// Copyright (c) 2025 Dimitris Kafetzis
//
// Licensed under the MIT License.
// See LICENSE file in the project root for full license information.
//
// SPDX-License-Identifier: MIT

//! Memory orderings of rank-4 activation tensors.

use crate::{Dim, Shape};

/// Element ordering of a 4-D tensor in memory.
#[derive(Debug, Clone, Copy, PartialEq, Eq, Hash, Default, serde::Serialize, serde::Deserialize)]
#[serde(rename_all = "lowercase")]
pub enum Layout {
    /// Channel-last: `[batch, height, width, channel]`.
    #[default]
    Nhwc,
    /// Channel-first: `[batch, channel, height, width]`.
    Nchw,
}

/// Logical extents of a 4-D activation, independent of layout.
#[derive(Debug, Clone, Copy, PartialEq, Eq, Default)]
pub struct Extent4 {
    pub batch: usize,
    pub height: usize,
    pub width: usize,
    pub depth: usize,
}

impl Layout {
    pub fn as_str(self) -> &'static str {
        match self {
            Layout::Nhwc => "nhwc",
            Layout::Nchw => "nchw",
        }
    }

    /// Axis index of the height dimension.
    pub fn height_axis(self) -> usize {
        match self {
            Layout::Nhwc => 1,
            Layout::Nchw => 2,
        }
    }

    /// Axis index of the width dimension.
    pub fn width_axis(self) -> usize {
        match self {
            Layout::Nhwc => 2,
            Layout::Nchw => 3,
        }
    }

    /// Axis index of the channel dimension.
    pub fn channel_axis(self) -> usize {
        match self {
            Layout::Nhwc => 3,
            Layout::Nchw => 1,
        }
    }

    /// Permutation that converts a tensor in `self` ordering into `target`
    /// ordering, in the transpose convention `out[i] = in[perm[i]]`.
    pub fn permutation_to(self, target: Layout) -> [usize; 4] {
        match (self, target) {
            (Layout::Nhwc, Layout::Nchw) => [0, 3, 1, 2],
            (Layout::Nchw, Layout::Nhwc) => [0, 2, 3, 1],
            _ => [0, 1, 2, 3],
        }
    }

    /// Reorders a rank-4 shape from `self` into `target`. Other ranks are
    /// returned unchanged.
    pub fn permute_shape(self, shape: &Shape, target: Layout) -> Shape {
        if shape.rank() != 4 {
            return shape.clone();
        }
        let perm = self.permutation_to(target);
        let dims: Vec<Dim> = perm.iter().map(|&p| shape.dims()[p]).collect();
        Shape::from_dims(dims)
    }

    /// Reads the logical extents from concrete rank-4 dims.
    pub fn extent(self, dims: &[usize]) -> Extent4 {
        Extent4 {
            batch: dims[0],
            height: dims[self.height_axis()],
            width: dims[self.width_axis()],
            depth: dims[self.channel_axis()],
        }
    }

    /// Builds concrete dims in this ordering from logical extents.
    pub fn dims_of(self, e: Extent4) -> [usize; 4] {
        match self {
            Layout::Nhwc => [e.batch, e.height, e.width, e.depth],
            Layout::Nchw => [e.batch, e.depth, e.height, e.width],
        }
    }

    /// Flat element offset of `(b, y, x, c)` in a tensor of extents `e`.
    #[inline]
    pub fn offset(self, e: &Extent4, b: usize, y: usize, x: usize, c: usize) -> usize {
        match self {
            Layout::Nhwc => ((b * e.height + y) * e.width + x) * e.depth + c,
            Layout::Nchw => ((b * e.depth + c) * e.height + y) * e.width + x,
        }
    }
}

impl std::fmt::Display for Layout {
    fn fmt(&self, f: &mut std::fmt::Formatter<'_>) -> std::fmt::Result {
        f.write_str(self.as_str())
    }
}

◆ REQUIRED WORK
Return the whole listing exactly, with every line included.

◆ OUTPUT OF THE TASK
// Copyright (c) 2025 Dimitris Kafetzis
//
// Licensed under the MIT License.
// See LICENSE file in the project root for full license information.
//
// SPDX-License-Identifier: MIT

//! Memory orderings of rank-4 activation tensors.

use crate::{Dim, Shape};

/// Element ordering of a 4-D tensor in memory.
#[derive(Debug, Clone, Copy, PartialEq, Eq, Hash, Default, serde::Serialize, serde::Deserialize)]
#[serde(rename_all = "lowercase")]
pub enum Layout {
    /// Channel-last: `[batch, height, width, channel]`.
    #[default]
    Nhwc,
    /// Channel-first: `[batch, channel, height, width]`.
    Nchw,
}

/// Logical extents of a 4-D activation, independent of layout.
#[derive(Debug, Clone, Copy, PartialEq, Eq, Default)]
pub struct Extent4 {
    pub batch: usize,
    pub height: usize,
    pub width: usize,
    pub depth: usize,
}

impl Layout {
    pub fn as_str(self) -> &'static str {
        match self {
            Layout::Nhwc => "nhwc",
            Layout::Nchw => "nchw",
        }
    }

    /// Axis index of the height dimension.
    pub fn height_axis(self) -> usize {
        match self {
            Layout::Nhwc => 1,
            Layout::Nchw => 2,
        }
    }

    /// Axis index of the width dimension.
    pub fn width_axis(self) -> usize {
        match self {
            Layout::Nhwc => 2,
            Layout::Nchw => 3,
        }
    }

    /// Axis index of the channel dimension.
    pub fn channel_axis(self) -> usize {
        match self {
            Layout::Nhwc => 3,
            Layout::Nchw => 1,
        }
    }

    /// Permutation that converts a tensor in `self` ordering into `target`
    /// ordering, in the transpose convention `out[i] = in[perm[i]]`.
    pub fn permutation_to(self, target: Layout) -> [usize; 4] {
        match (self, target) {
            (Layout::Nhwc, Layout::Nchw) => [0, 3, 1, 2],
            (Layout::Nchw, Layout::Nhwc) => [0, 2, 3, 1],
            _ => [0, 1, 2, 3],
        }
    }

    /// Reorders a rank-4 shape from `self` into `target`. Other ranks are
    /// returned unchanged.
    pub fn permute_shape(self, shape: &Shape, target: Layout) -> Shape {
        if shape.rank() != 4 {
            return shape.clone();
        }
        let perm = self.permutation_to(target);
        let dims: Vec<Dim> = perm.iter().map(|&p| shape.dims()[p]).collect();
        Shape::from_dims(dims)
    }

    /// Reads the logical extents from concrete rank-4 dims.
    pub fn extent(self, dims: &[usize]) -> Extent4 {
        Extent4 {
            batch: dims[0],
            height: dims[self.height_axis()],
            width: dims[self.width_axis()],
            depth: dims[self.channel_axis()],
        }
    }

    /// Builds concrete dims in this ordering from logical extents.
    pub fn dims_of(self, e: Extent4) -> [usize; 4] {
        match self {
            Layout::Nhwc => [e.batch, e.height, e.width, e.depth],
            Layout::Nchw => [e.batch, e.depth, e.height, e.width],
        }
    }

    /// Flat element offset of `(b, y, x, c)` in a tensor of extents `e`.
    #[inline]
    pub fn offset(self, e: &Extent4, b: usize, y: usize, x: usize, c: usize) -> usize {
        match self {
            Layout::Nhwc => ((b * e.height + y) * e.width + x) * e.depth + c,
            Layout::Nchw => ((b * e.depth + c) * e.height + y) * e.width + x,
        }
    }
}

impl std::fmt::Display for Layout {
    fn fmt(&self, f: &mut std::fmt::Formatter<'_>) -> std::fmt::Result {
        f.write_str(self.as_str())
    }
}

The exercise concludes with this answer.